INDIANAPOLIS – While Senate Republicans have managed to find a path forward on their own health care bill, Congressmen Messer and Rokita haven’t changed their position an inch: they’re still staunchly behind the bill House Republicans passed.
It’s still unclear what the Senate’s health care endgame will be following this afternoon’s Motion to Proceed vote, but it’s clear both Congressmen are uninterested in a bill that will fix the issues in the legislation the House passed in May. Instead, both men have once again gone on the record this week to make clear that the Senate’s bill ought to ultimately look like the lower chamber’s.
On an interview with C-SPAN’s “Newsmakers” earlier this week, Congressman Messer implored the Senate to pass a companion bill to the House’s, saying that “we sent a bill to the Senate… and so far we’ve gotten crickets.” He followed that up by saying that the bill the House passed contained “the Obamacare reforms that we promised.” Congressman Rokita, for his part, told WIBC that the House “hit the sweet spot” with its bill, and that Senate Republicans’ decision to write their own bill instead of taking up the House’s will create challenges for themselves.
The House bill that Congressman Messer and Rokita are still advocating for is the same bill that President Trump famously called “mean.” It would cause premiums to soar by over $1,000 annually on average for Hoosiers and institute an age tax on older Americans that would allow insurers to charge them five time more than younger enrollees.
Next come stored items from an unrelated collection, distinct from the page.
// 💲 Display Formatting - Currency, percentage and index strings
// KPI cards and table cells render through these helpers so every surface
// (CLI report, TUI, CSV notes) shows the same strings.

/// Placeholder for values not yet reported (months past the data date).
pub const PLACEHOLDER: &str = "—";

/// Compact currency: millions with 2 decimals, thousands with 0, whole
/// units below that.
pub fn fmt_cost(value: f64) -> String {
    if value.abs() >= 1_000_000.0 {
        format!("${:.2}M", value / 1_000_000.0)
    } else if value.abs() >= 1_000.0 {
        format!("${:.0}K", value / 1_000.0)
    } else {
        format!("${:.0}", value)
    }
}

/// Currency for a possibly-unreported value.
pub fn fmt_cost_opt(value: Option<i64>) -> String {
    match value {
        Some(v) => fmt_cost(v as f64),
        None => PLACEHOLDER.to_string(),
    }
}

/// Ratio as a percentage with one decimal, e.g. 0.92 -> "92.0%".
pub fn fmt_pct(ratio: f64) -> String {
    format!("{:.1}%", ratio * 100.0)
}

/// Performance index with three decimals, e.g. CPI 0.92 -> "0.920".
pub fn fmt_index(value: f64) -> String {
    format!("{:.3}", value)
}

#[cfg(test)]
mod tests {
    use super::*;

    #[test]
    fn test_fmt_cost_millions() {
        assert_eq!(fmt_cost(49_136_385.0), "$49.14M");
        assert_eq!(fmt_cost(1_420_720.0), "$1.42M");
    }

    #[test]
    fn test_fmt_cost_thousands() {
        assert_eq!(fmt_cost(1_420.0), "$1K");
        assert_eq!(fmt_cost(999_499.0), "$999K");
    }

    #[test]
    fn test_fmt_cost_whole_units() {
        assert_eq!(fmt_cost(950.0), "$950");
        assert_eq!(fmt_cost(0.0), "$0");
    }

    #[test]
    fn test_fmt_cost_negative_magnitudes() {
        assert_eq!(fmt_cost(-86_960.0), "$-87K");
        assert_eq!(fmt_cost(-1_500_000.0), "$-1.50M");
        assert_eq!(fmt_cost(-8.0), "$-8");
    }

    #[test]
    fn test_fmt_cost_opt_placeholder() {
        assert_eq!(fmt_cost_opt(None), "—");
        assert_eq!(fmt_cost_opt(Some(2_000_000)), "$2.00M");
    }

    #[test]
    fn test_fmt_pct() {
        assert_eq!(fmt_pct(0.92), "92.0%");
        assert_eq!(fmt_pct(0.0), "0.0%");
        assert_eq!(fmt_pct(1.045), "104.5%");
    }

    #[test]
    fn test_fmt_index() {
        assert_eq!(fmt_index(0.92), "0.920");
        assert_eq!(fmt_index(1.0), "1.000");
    }
}
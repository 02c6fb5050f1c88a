// 🗂️ Project Configuration - Phases, Schedules, Horizon
// Immutable configuration validated eagerly at load time.
//
// The curve generator is total over a valid configuration, so every
// degenerate input (zero-length schedule, non-positive budget, aggregate
// budget drift) is rejected here, before a generator ever exists.

use anyhow::{Context as AnyhowContext, Result};
use chrono::NaiveDate;
use serde::{Deserialize, Serialize};
use std::collections::HashMap;
use std::fs;
use std::path::Path;

/// Phase id reserved for the project-wide rollup series.
pub const AGGREGATE_PHASE_ID: &str = "ALL";

// ============================================================================
// PHASE & SCHEDULE
// ============================================================================

/// A named project segment with its total planned cost.
#[derive(Debug, Clone, PartialEq, Serialize, Deserialize)]
pub struct Phase {
    pub id: String,
    pub display_name: String,
    /// Budget at Completion - total planned cost, must be > 0
    pub bac: f64,
}

/// Timing parameters bound to a phase.
#[derive(Debug, Clone, Copy, PartialEq, Serialize, Deserialize)]
pub struct PhaseSchedule {
    /// Month offset from project start where planned work begins
    pub start_month: i32,
    /// Month offset where planned work completes; must exceed start_month
    pub end_month: i32,
    /// Reporting lag of the earned-value curve behind plan, in months
    pub ev_delay: i32,
    /// Multiplier from earned value to actual cost (>1 = overspend)
    pub ac_variance: f64,
}

impl PhaseSchedule {
    pub fn duration(&self) -> i32 {
        self.end_month - self.start_month
    }
}

// ============================================================================
// CONFIG ERRORS
// ============================================================================

#[derive(Debug, Clone, PartialEq)]
pub enum ConfigError {
    /// endMonth <= startMonth would divide by zero in progress normalization
    InvalidSchedule {
        phase: String,
        start_month: i32,
        end_month: i32,
    },
    NonPositiveBac {
        phase: String,
        bac: f64,
    },
    /// A real phase has no schedule row
    MissingSchedule {
        phase: String,
    },
    /// A schedule row references a phase id not in the phase table
    UnknownPhase {
        phase: String,
    },
    /// The ALL phase BAC must equal the sum of the real phases' BACs
    AggregateBacMismatch {
        aggregate: f64,
        sum: f64,
    },
    DataDateOutOfRange {
        data_date: u32,
        horizon_months: u32,
    },
}

impl std::fmt::Display for ConfigError {
    fn fmt(&self, f: &mut std::fmt::Formatter<'_>) -> std::fmt::Result {
        match self {
            ConfigError::InvalidSchedule {
                phase,
                start_month,
                end_month,
            } => write!(
                f,
                "phase '{}': end_month ({}) must be greater than start_month ({})",
                phase, end_month, start_month
            ),
            ConfigError::NonPositiveBac { phase, bac } => {
                write!(f, "phase '{}': BAC must be positive, got {}", phase, bac)
            }
            ConfigError::MissingSchedule { phase } => {
                write!(f, "phase '{}': no schedule defined", phase)
            }
            ConfigError::UnknownPhase { phase } => {
                write!(f, "schedule references unknown phase '{}'", phase)
            }
            ConfigError::AggregateBacMismatch { aggregate, sum } => write!(
                f,
                "aggregate BAC ({}) does not equal sum of phase BACs ({})",
                aggregate, sum
            ),
            ConfigError::DataDateOutOfRange {
                data_date,
                horizon_months,
            } => write!(
                f,
                "data date ({}) falls outside the {}-month horizon",
                data_date, horizon_months
            ),
        }
    }
}

impl std::error::Error for ConfigError {}

// ============================================================================
// PROJECT CONFIG
// ============================================================================

/// Full project configuration: phase table, schedule table, horizon and
/// data date. Set once at startup and never mutated; series generation is
/// deterministic given the same configuration.
#[derive(Debug, Clone, PartialEq, Serialize, Deserialize)]
pub struct ProjectConfig {
    pub project_name: String,
    /// Calendar date anchoring month index 0 (used only for axis labels)
    pub start_date: NaiveDate,
    /// Total number of months generated for every series
    pub horizon_months: u32,
    /// Last month index with reported actuals; ev/ac are absent after it
    pub data_date: u32,
    /// Phase table in display order; may include the "ALL" rollup
    pub phases: Vec<Phase>,
    /// Schedule table keyed by phase id; the "ALL" rollup has no schedule
    pub schedules: HashMap<String, PhaseSchedule>,
}

impl ProjectConfig {
    /// Load a configuration from a JSON file and validate it.
    pub fn from_json_file(path: &Path) -> Result<Self> {
        let raw = fs::read_to_string(path)
            .with_context(|| format!("failed to read config file {:?}", path))?;
        let config: ProjectConfig = serde_json::from_str(&raw)
            .with_context(|| format!("failed to parse config file {:?}", path))?;
        config.validate()?;
        Ok(config)
    }

    pub fn phase(&self, id: &str) -> Option<&Phase> {
        self.phases.iter().find(|p| p.id == id)
    }

    pub fn schedule(&self, id: &str) -> Option<&PhaseSchedule> {
        self.schedules.get(id)
    }

    /// All phases except the "ALL" rollup, in display order.
    pub fn real_phases(&self) -> impl Iterator<Item = &Phase> {
        self.phases.iter().filter(|p| p.id != AGGREGATE_PHASE_ID)
    }

    pub fn aggregate_phase(&self) -> Option<&Phase> {
        self.phase(AGGREGATE_PHASE_ID)
    }

    /// Validate every invariant the curve generator relies on.
    pub fn validate(&self) -> Result<(), ConfigError> {
        for phase in &self.phases {
            if phase.bac <= 0.0 {
                return Err(ConfigError::NonPositiveBac {
                    phase: phase.id.clone(),
                    bac: phase.bac,
                });
            }
        }

        for phase in self.real_phases() {
            match self.schedules.get(&phase.id) {
                None => {
                    return Err(ConfigError::MissingSchedule {
                        phase: phase.id.clone(),
                    })
                }
                Some(sched) if sched.end_month <= sched.start_month => {
                    return Err(ConfigError::InvalidSchedule {
                        phase: phase.id.clone(),
                        start_month: sched.start_month,
                        end_month: sched.end_month,
                    });
                }
                Some(_) => {}
            }
        }

        for id in self.schedules.keys() {
            if self.phase(id).is_none() || id == AGGREGATE_PHASE_ID {
                return Err(ConfigError::UnknownPhase { phase: id.clone() });
            }
        }

        if let Some(aggregate) = self.aggregate_phase() {
            let sum: f64 = self.real_phases().map(|p| p.bac).sum();
            if (aggregate.bac - sum).abs() > 1e-6 {
                return Err(ConfigError::AggregateBacMismatch {
                    aggregate: aggregate.bac,
                    sum,
                });
            }
        }

        if self.data_date >= self.horizon_months {
            return Err(ConfigError::DataDateOutOfRange {
                data_date: self.data_date,
                horizon_months: self.horizon_months,
            });
        }

        Ok(())
    }

    /// Built-in Northern Treatment Plant demo project: five real phases
    /// plus the ALL rollup, seven-year horizon, data date at month 36.
    pub fn demo() -> Self {
        let phases = vec![
            Phase {
                id: "ALL".to_string(),
                display_name: "NTP - All Phases".to_string(),
                bac: 49_136_385.0,
            },
            Phase {
                id: "PESA".to_string(),
                display_name: "Preliminary Engineering".to_string(),
                bac: 4_030_560.0,
            },
            Phase {
                id: "DBA-DESIGN".to_string(),
                display_name: "Design Build - Design".to_string(),
                bac: 2_917_710.0,
            },
            Phase {
                id: "DBA-CONST".to_string(),
                display_name: "Design Build - Construction".to_string(),
                bac: 39_377_160.0,
            },
            Phase {
                id: "PERMIT".to_string(),
                display_name: "Permitting".to_string(),
                bac: 1_420_720.0,
            },
            Phase {
                id: "PM".to_string(),
                display_name: "Project Management".to_string(),
                bac: 1_390_235.0,
            },
        ];

        let mut schedules = HashMap::new();
        schedules.insert(
            "PESA".to_string(),
            PhaseSchedule {
                start_month: 0,
                end_month: 18,
                ev_delay: 1,
                ac_variance: 1.04,
            },
        );
        schedules.insert(
            "DBA-DESIGN".to_string(),
            PhaseSchedule {
                start_month: 12,
                end_month: 42,
                ev_delay: 2,
                ac_variance: 1.08,
            },
        );
        schedules.insert(
            "DBA-CONST".to_string(),
            PhaseSchedule {
                start_month: 24,
                end_month: 72,
                ev_delay: 3,
                ac_variance: 1.12,
            },
        );
        schedules.insert(
            "PERMIT".to_string(),
            PhaseSchedule {
                start_month: 0,
                end_month: 60,
                ev_delay: 1,
                ac_variance: 0.98,
            },
        );
        schedules.insert(
            "PM".to_string(),
            PhaseSchedule {
                start_month: 0,
                end_month: 78,
                ev_delay: 0,
                ac_variance: 1.02,
            },
        );

        ProjectConfig {
            project_name: "Northern Treatment Plant".to_string(),
            start_date: NaiveDate::from_ymd_opt(2011, 8, 1).unwrap(),
            horizon_months: 84,
            data_date: 36,
            phases,
            schedules,
        }
    }
}

// ============================================================================
// TESTS
// ============================================================================
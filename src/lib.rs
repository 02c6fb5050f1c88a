// EV S-Curve Engine - Core Library
// Exposes all modules for use in the CLI, TUI dashboard, API server, and tests

pub mod config;
pub mod curve;
pub mod export;
pub mod format;
pub mod metrics;
pub mod timeline;

// Re-export commonly used types
pub use config::{ConfigError, Phase, PhaseSchedule, ProjectConfig, AGGREGATE_PHASE_ID};
pub use curve::{s_curve, CurveGenerator, MonthlySample, EV_REALIZATION, EV_SKEW, PV_SKEW};
pub use export::{export_series, write_series_csv};
pub use format::{fmt_cost, fmt_cost_opt, fmt_index, fmt_pct, PLACEHOLDER};
pub use metrics::{EvMetrics, Health};
pub use timeline::{month_date, month_label, month_labels};

/// Library version
pub const VERSION: &str = env!("CARGO_PKG_VERSION");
Additionally, it guts protections for pre-existing conditions and strips roughly 23 million Americans of health care over the next ten years.
“While the Senate drags itself, kicking and screaming, towards a health care overhaul, Congressmen Messer and Rokita are doubling down on their ‘mean’ health care bill,” said Will Baskin-Gerwitz, Senior Media Strategist for the Indiana Democratic Party. “The sweetspot for a health care bill shouldn’t be one that increases premiums by thousands of dollars, or takes health care away from 23 million Americans. Republicans ought to start over and work with Democrats to pass a bill that strengthens our health care system instead of gutting it.”